Following on from the success of ‘Pools to Bathe In’ and ‘Clean’, The Japanese House complement their beautiful melancholic sound with an equally eerie yet infectious EP. Indeed, Swim Against the Tide embraces the use of harmonies, by adding layer upon layer of vocals to create a sound that is completely unique and distinguishable.

Once again, experimentation with sound takes precedence. This has almost become a trademark style for Amber Bain (the brains behind the Japanese House moniker). By saturating Swim Against the Tide with the right amount of synthesisers, guitars and vocoders, it is assured to gain yet more critical appreciation and praise.

“The Japanese House offer up a plate of melancholy funk”

Swim Against the Tide opens with the title track. From the outset, this EP exudes the ethereal feeling evoked by previous releases. Maybe owing to the success of singles ‘Still’ and ‘Cool Blue’, Swim Against the Tide commences with a sense of confident self-assurance. Consisting of steel pans and blissful verses, the track epitomises the newfound musical freedom that has accompanied Bain’s rise into the limelight.

Moreover, it is evident that Bain is experimenting with her sound and branching out to different tones. The first single from the EP, ‘Face Like Thunder’, opts for a more pop fused vibe than fans will have previously been used to. Within the music industry, ‘pop’ is sometimes seen as a dirty word. However, this track avoids any sense of cliché or simplification – rather the opposite. The fusion of genres inevitably makes the track more accessible to a wider audience thanks to the upbeat tone. It’s rhythmically euphonious and subtly euphoric.

The closing track is ‘Leon’, which sends the EP off well with a wave of psychedelia and a danceable groove. Being the most diverse of the track list, ‘Leon’ captures ‘Swim Against the Tide’ as a whole. While the chorus is a dance-inducing climax, the verses remain more serene. Ultimately, it combines Bain’s earlier musical identity with her latest, more experimental side.
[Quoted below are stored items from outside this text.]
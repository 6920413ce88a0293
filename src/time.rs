//! Parsing of departure-board time labels into "minutes from now".
//!
//! Upstream boards mix several representations for the same concept:
//! relative labels (`"Nu"`, `"5 min"`), wall-clock times (`"14:07"`) and
//! absolute timestamps. [`parse_minutes`] folds all of them into a single
//! real number so the scorer can compare departures.

use std::sync::LazyLock;

use chrono::{DateTime, NaiveDateTime, NaiveTime, TimeZone, Utc};
use regex::Regex;

/// Returned for absent or unparseable labels. Larger than any sensible
/// lookahead horizon, so such departures never count as "soon".
pub const UNKNOWN_MINUTES: f64 = 999.0;

/// A clock time at most this many minutes in the past is kept as a
/// (slightly late) departure today instead of being moved to tomorrow.
pub const CLOCK_PAST_TOLERANCE_MINUTES: f64 = 5.0;

const MINUTES_PER_DAY: f64 = 1440.0;

const NOW_TOKENS: [&str; 2] = ["now", "nu"];

const NAIVE_FORMATS: [&str; 6] = [
    "%Y-%m-%dT%H:%M:%S",
    "%Y-%m-%dT%H:%M:%S%.f",
    "%Y-%m-%d %H:%M:%S",
    "%Y-%m-%d %H:%M:%S%.f",
    "%Y-%m-%dT%H:%M",
    "%Y-%m-%d %H:%M",
];

static RELATIVE_MINUTES: LazyLock<Regex> =
    LazyLock::new(|| Regex::new(r"(?i)^(\d+)\s*min$").expect("relative minutes pattern"));

static CLOCK_TIME: LazyLock<Regex> =
    LazyLock::new(|| Regex::new(r"^([01]?\d|2[0-3]):([0-5]\d)$").expect("clock pattern"));

/// Converts a departure time label into minutes relative to `now`.
///
/// Forms are tried in this order:
///
/// 1. `now` / `nu` (any case) → `0`
/// 2. `<n> min` → `n`
/// 3. `H:MM` / `HH:MM` on `now`'s local date; results more than
///    [`CLOCK_PAST_TOLERANCE_MINUTES`] in the past wrap to the next day
/// 4. RFC 3339 or naive ISO-8601 timestamp (naive values are read in
///    `now`'s time zone)
///
/// Anything else, including `None`, yields [`UNKNOWN_MINUTES`].
pub fn parse_minutes<Tz: TimeZone>(label: Option<&str>, now: &DateTime<Tz>) -> f64 {
    let Some(label) = label.map(str::trim) else {
        return UNKNOWN_MINUTES;
    };

    if NOW_TOKENS.iter().any(|t| label.eq_ignore_ascii_case(t)) {
        return 0.0;
    }

    if let Some(caps) = RELATIVE_MINUTES.captures(label) {
        return caps[1].parse::<u32>().map_or(UNKNOWN_MINUTES, f64::from);
    }

    if let Some(caps) = CLOCK_TIME.captures(label) {
        let hour = caps[1].parse::<u32>().ok();
        let minute = caps[2].parse::<u32>().ok();
        return hour
            .zip(minute)
            .and_then(|(h, m)| clock_minutes(h, m, now))
            .unwrap_or(UNKNOWN_MINUTES);
    }

    absolute_minutes(label, now).unwrap_or(UNKNOWN_MINUTES)
}

fn clock_minutes<Tz: TimeZone>(hour: u32, minute: u32, now: &DateTime<Tz>) -> Option<f64> {
    let time = NaiveTime::from_hms_opt(hour, minute, 0)?;
    let local = now.date_naive().and_time(time);
    let target = now.timezone().from_local_datetime(&local).earliest()?;

    let minutes = minutes_between(&target, now);
    if minutes < -CLOCK_PAST_TOLERANCE_MINUTES {
        Some(minutes + MINUTES_PER_DAY)
    } else {
        Some(minutes)
    }
}

fn absolute_minutes<Tz: TimeZone>(label: &str, now: &DateTime<Tz>) -> Option<f64> {
    if let Ok(at) = DateTime::parse_from_rfc3339(label) {
        return Some(minutes_between(&at, now));
    }

    let naive = NAIVE_FORMATS
        .iter()
        .find_map(|fmt| NaiveDateTime::parse_from_str(label, fmt).ok())?;
    let at = now.timezone().from_local_datetime(&naive).earliest()?;
    Some(minutes_between(&at, now))
}

fn minutes_between<A: TimeZone, B: TimeZone>(target: &DateTime<A>, now: &DateTime<B>) -> f64 {
    let delta = target.with_timezone(&Utc) - now.with_timezone(&Utc);
    delta.num_milliseconds() as f64 / 60_000.0
}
The thread of pop is weaved throughout the EP, tying together the individual tracks smoothly. From the opening ‘Swim Against the Tide’ to the closing ‘Leon’, The Japanese House offer up a plate of melancholy funk. Somehow the EP is able to feel optimistically compelling whilst still remaining wistfully celestial. It is this juxtaposition of calming tones with polyrhythmic beats that draws attention to the EP. The Japanese House are more appealing than ever before.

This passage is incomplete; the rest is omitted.